Ho passato 40 minuti a discutere, persuadere, scongiurare. Anche il poliziotto ha discusso. Ha detto che Mumbai non ha gli stessi problemi di altri posti (vedi Delhi). Ha iniziato a parlar male  dei giovani che vanno sulle rocce, lontano dal lungomare. Dal momento che stavamo parlando di sicurezza, ho pensato che fosse preoccupato per i giovani che annegano. Finché ho capito che in realtà intendeva dire che il vero problema di ‘sicurezza’ erano i loro momenti di intimità. Poi ci ha chiesto di sgombrare in pochi minuti.

E per tutto il tempo, mi chiedevo che razza di società è questa, dove la polizia si può permettere di sprecare un’ora intera chiedendo alla gente di lasciare uno spazio che è stato creato per lo scopo specifico di lasciarci comunicare e incontrare. Perdono ore a caccia di coppie infelici, ma non hanno il tempo o la forza lavoro adeguata a rispondere alle chiamate di soccorso.

Recentemente, ho letto di una donna aggredita su una spiaggia. Quando si è avvicinata al più vicino posto di polizia per chiedere aiuto, le hanno detto che non avevano personale da mandare, e le hanno chiesto di andare alla stazione di polizia locale. Naturalmente, non c’è stato nessun arresto.

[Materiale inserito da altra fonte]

// catalog.rs — 目录页导航
// 随机翻到一页目录，解析出所有壁纸缩略图链接，再随机挑一个

use super::{CatalogPage, CatalogRequest, CatalogSettings, WallpaperEntry, parse_selector};
use crate::error::{AcquireError, ConfigError};
use crate::http::HttpFetcher;
use crate::random::{RandomSource, draw_page};
use scraper::{Html, Selector};
use std::sync::Arc;

/// 目录页中解析出的一个候选条目
///
/// 链接属性可能缺失，是否可用要等被选中之后才判断。
#[derive(Debug, Clone, PartialEq, Eq)]
pub struct EntryCandidate {
    pub href: Option<String>,
}

pub struct CatalogNavigator {
    settings: Arc<CatalogSettings>,
    fetcher: Arc<dyn HttpFetcher>,
    random: Arc<dyn RandomSource>,
    entry_selector: Selector,
}

impl CatalogNavigator {
    pub fn new(
        settings: Arc<CatalogSettings>,
        fetcher: Arc<dyn HttpFetcher>,
        random: Arc<dyn RandomSource>,
    ) -> Result<Self, ConfigError> {
        if settings.max_pages == 0 {
            return Err(ConfigError::InvalidMaxPages);
        }
        let entry_selector = parse_selector(&settings.entry_marker)?;
        Ok(Self {
            settings,
            fetcher,
            random,
            entry_selector,
        })
    }

    /// 随机抽一页目录并选出其中一个壁纸条目
    pub async fn pick_random_entry(
        &self,
        request: &CatalogRequest,
    ) -> Result<WallpaperEntry, AcquireError> {
        let page = draw_page(self.random.as_ref(), self.settings.max_pages);
        let catalog_page = self.fetch_page(request, page).await?;
        self.pick_from_page(&catalog_page)
    }

    /// 抓取指定页码的目录
    pub async fn fetch_page(
        &self,
        request: &CatalogRequest,
        page: u32,
    ) -> Result<CatalogPage, AcquireError> {
        let url = self.settings.catalog_url(request, page);
        tracing::debug!(%url, page, "fetching catalog page");
        let html = self.fetcher.fetch_text(&url).await?;
        Ok(CatalogPage {
            base_url: self.settings.base_url.clone(),
            url,
            page,
            html,
        })
    }

    /// 只在同一页解析出的条目中挑选
    pub fn pick_from_page(&self, page: &CatalogPage) -> Result<WallpaperEntry, AcquireError> {
        let mut candidates = parse_entries(&page.html, &self.entry_selector);
        if candidates.is_empty() {
            tracing::debug!(url = %page.url, "no entry markers on catalog page");
            return Err(AcquireError::NoEntriesFound {
                url: page.url.clone(),
            });
        }

        let index = self.random.below(candidates.len());
        tracing::debug!(index, total = candidates.len(), "entry selected");
        match candidates.swap_remove(index).href {
            Some(href) if !href.trim().is_empty() => Ok(WallpaperEntry {
                detail_page_url: href.trim().to_string(),
            }),
            _ => Err(AcquireError::MalformedEntry {
                url: page.url.clone(),
            }),
        }
    }
}

/// 按文档顺序收集所有条目标记
///
/// html5ever 对残缺的 HTML 也能容错解析，找不到标记时返回空列表而不是报错。
pub fn parse_entries(html: &str, selector: &Selector) -> Vec<EntryCandidate> {
    let document = Html::parse_document(html);
    document
        .select(selector)
        .map(|element| EntryCandidate {
            href: element.value().attr("href").map(str::to_string),
        })
        .collect()
}
// cli.rs — 命令行接口定义模块
// 使用 clap 的 derive 模式定义所有子命令和参数

use clap::{Args, Parser, Subcommand}; // Parser: 解析命令行参数的 trait; Subcommand: 定义子命令的 trait
use clap_complete::Shell; // Shell 枚举：Bash, Zsh, Fish, Elvish, PowerShell
use std::num::NonZeroUsize;

/// 随机壁纸下载工具
///
/// 从 wallpaperscraft 目录中随机挑选一张壁纸，下载到本地，
/// 并可直接设置为桌面背景。
#[derive(Parser)]
#[command(name = "wallcraft")]
#[command(version)] // 自动从 Cargo.toml 读取 version 字段
#[command(about = "随机壁纸下载工具 — 从 wallpaperscraft 目录随机抓取壁纸并设为桌面背景")]
pub struct Cli {
    /// 输出更详细的日志（-v 调试，-vv 跟踪）
    #[arg(short, long, global = true, action = clap::ArgAction::Count)]
    pub verbose: u8,

    #[command(subcommand)]
    pub command: Commands,
}

/// 一次采集共用的参数
#[derive(Args, Debug, Clone)]
pub struct AcquireArgs {
    /// 壁纸分类（使用 `wallcraft categories` 查看可选值）
    #[arg(short, long)]
    pub category: Option<String>,

    /// 壁纸分辨率（使用 `wallcraft resolutions` 查看可选值）
    #[arg(short, long)]
    pub resolution: Option<String>,

    /// 失败后重新随机抓取的次数（默认读取配置）
    #[arg(long, value_name = "N")]
    pub retries: Option<u32>,

    /// 固定随机种子，便于复现同一次抓取
    #[arg(long)]
    pub seed: Option<u64>,
}

#[derive(Subcommand)]
pub enum Commands {
    /// 随机下载壁纸
    ///
    /// 用法示例:
    ///   wallcraft fetch
    ///   wallcraft fetch -c nature -r 2560x1440
    ///   wallcraft fetch -n 5
    Fetch {
        #[command(flatten)]
        acquire: AcquireArgs,

        /// 下载数量（至少 1）
        #[arg(short = 'n', long, default_value = "1", value_name = "N")]
        count: NonZeroUsize,
    },

    /// 一键更换：随机下载一张壁纸并设置为系统壁纸
    ///
    /// 用法示例:
    ///   wallcraft set
    ///   wallcraft set -c space -r 3840x2160
    Set {
        #[command(flatten)]
        acquire: AcquireArgs,
    },

    /// 将本地指定的图片设置为系统壁纸
    ///
    /// 用法示例:
    ///   wallcraft apply image.jpg
    Apply {
        /// 图片的本地路径
        image: String,
    },

    /// 列出已下载的壁纸图片
    List,

    /// 列出所有可用的分类
    Categories,

    /// 列出所有可用的分辨率
    Resolutions,

    /// 生成 shell 补全脚本（支持 bash, zsh, fish, elvish, powershell）
    ///
    /// 用法示例：
    ///   wallcraft completions zsh > ~/.zsh/completions/_wallcraft
    Completions {
        /// 目标 shell 类型
        shell: Shell,
    },

    /// 配置管理操作
    ///
    /// 用法示例:
    ///   wallcraft config show
    ///   wallcraft config set category nature
    Config {
        #[command(subcommand)]
        action: ConfigAction,
    },

    /// 清理所有带有 wallcraft- 前缀的下载文件
    Clean,
}

/// 配置管理操作
#[derive(Subcommand)]
pub enum ConfigAction {
    /// 查看当前配置简报
    Show,
    /// 生成配置文件对应的 JSON Schema
    Schema,
    /// 以 TOML 格式打印当前完整配置内容
    Dump,
    /// 设置配置项的值 (支持: category, resolution, wallpaper_dir, base_url, max_pages, retries, max_concurrent)
    Set {
        /// 要设置的键
        key: String,
        /// 要设置的值
        value: String,
    },
}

Al centro del problema sicurezza è questo – i poliziotti sembrano passare troppo tempo a sospettare di persone che non causano danni, che semplicemente esprimono la propria idea – o il proprio sentimento – e non abbastanza a rispondere ai cittadini che sono stati vittime di violenza. Se i poliziotti si impegnassero solo a risolvere questo problema, ci sentiremmo più sicuri. 

*Annie Zaidi scrive poesie, reportage, racconti e sceneggiature, non necessariamente in quest’ordine. Il suo libro I miei luoghi: a spasso con i banditi ed altre storie vere è stato pubblicato in Italia da Metropoli d’Asia.